The Doors chronology
| Live in Boston (2007) | The Very Best of the Doors (2007) | Live in Pittsburgh 1970 (2008) |

= The Very Best of The Doors (2007 album) =

The Very Best of the Doors is the ninth compilation album by the rock band the Doors. It was released on September 25, 2007, to commemorate the band's 40th anniversary. The masters were drawn from the same remixes/remasters used for the 2006 Perception box set and 2007 Doors reissues.

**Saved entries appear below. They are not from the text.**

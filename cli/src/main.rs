//! Interactive terminal host for the contacts manager.
//!
//! Reads one command per line from stdin, applies it to a
//! `ContactsManager`, executes whatever request that produces, and prints
//! the re-rendered screen. Logs go to stderr.

mod repl;
mod transport;

use std::io::{self, BufRead, Write};
use std::time::Duration;

use anyhow::Context;
use clap::Parser;
use contacts_core::{render, Command, ContactsClient, ContactsManager, Outgoing};
use tracing_subscriber::EnvFilter;

use repl::{parse_line, to_command, Input};
use transport::Transport;

#[derive(Parser, Debug)]
#[command(name = "contacts")]
#[command(about = "Manage your contacts against a contacts API")]
struct Cli {
    /// Base URL of the API; `/api/contacts/...` is appended.
    #[arg(long, env = "CONTACTS_BASE_URL", default_value = "http://127.0.0.1:3000")]
    base_url: String,

    /// Bearer token. Without one the list stays empty until `login`.
    #[arg(long, env = "CONTACTS_TOKEN", hide_env_values = true)]
    token: Option<String>,

    /// Per-request timeout in seconds.
    #[arg(long, env = "CONTACTS_TIMEOUT_SECS", default_value_t = 30)]
    timeout_secs: u64,
}

struct Host {
    manager: ContactsManager,
    transport: Transport,
}

impl Host {
    /// Apply a command and, if it needs the network, run it to completion.
    fn apply(&mut self, command: Command) {
        match self.manager.dispatch(command) {
            Ok(Some(outgoing)) => self.run(outgoing),
            Ok(None) => {}
            Err(err) => println!("! {err}"),
        }
    }

    fn run(&mut self, outgoing: Outgoing) {
        let Outgoing { ticket, request } = outgoing;
        let outcome = self.transport.execute(request);
        self.manager.resolve(ticket, outcome);
    }

    fn show(&self) {
        print!("{}", render(&self.manager));
        // A failed flush only delays output.
        let _ = io::stdout().flush();
    }
}

fn main() -> anyhow::Result<()> {
    tracing_subscriber::fmt()
        .with_env_filter(
            EnvFilter::try_from_default_env().unwrap_or_else(|_| EnvFilter::new("info")),
        )
        .with_writer(io::stderr)
        .init();

    let cli = Cli::parse();
    let client = ContactsClient::new(&cli.base_url).context("configuring API client")?;
    let mut host = Host {
        manager: ContactsManager::new(client),
        transport: Transport::new(Duration::from_secs(cli.timeout_secs)),
    };
    tracing::info!(base_url = %cli.base_url, "contacts client started");

    if cli.token.is_some() {
        host.apply(Command::SetCredential(cli.token));
    }
    host.show();

    for line in io::stdin().lock().lines() {
        let line = line.context("reading stdin")?;
        let input = match parse_line(&line) {
            Ok(Some(input)) => input,
            Ok(None) => continue,
            Err(err) => {
                println!("! {err}");
                continue;
            }
        };
        match input {
            Input::Quit => break,
            Input::Help => {
                println!("{}", repl::HELP);
                continue;
            }
            _ => {}
        }
        match to_command(input, &render(&host.manager)) {
            Ok(Some(command)) => host.apply(command),
            Ok(None) => {}
            Err(err) => println!("! {err}"),
        }
        host.show();
    }
    Ok(())
}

Three versions of the album were released – a single CD version (UK only) and two double-CD versions with minor differences (US and UK).

==Critical reception==

Music writer Stephen Thomas Erlewine gave The Very Best of the Doors four and a half out of five stars in an album review for AllMusic. He outlines the differences between the similarly named releases and advises "if you're looking for an introduction or just the hits, take either of the 2001 or 2007 single discs; if you're looking for most of the best, pick the double-disc set, either with or without the DVDs."

Professional ratings
Review scores
| Source | Rating |
| AllMusic | Star Half star |

==Track listings==
All tracks are written by the Doors (John Densmore, Robby Krieger, Ray Manzarek, Jim Morrison), except where noted. Details are taken from the 2007 Elektra/Rhino double CD liner notes, except running times, which are taken from the AllMusic review. Other releases may show different information.

===Single CD version===
Released in the US as The Future Starts Here: The Essential Doors Hits (2008).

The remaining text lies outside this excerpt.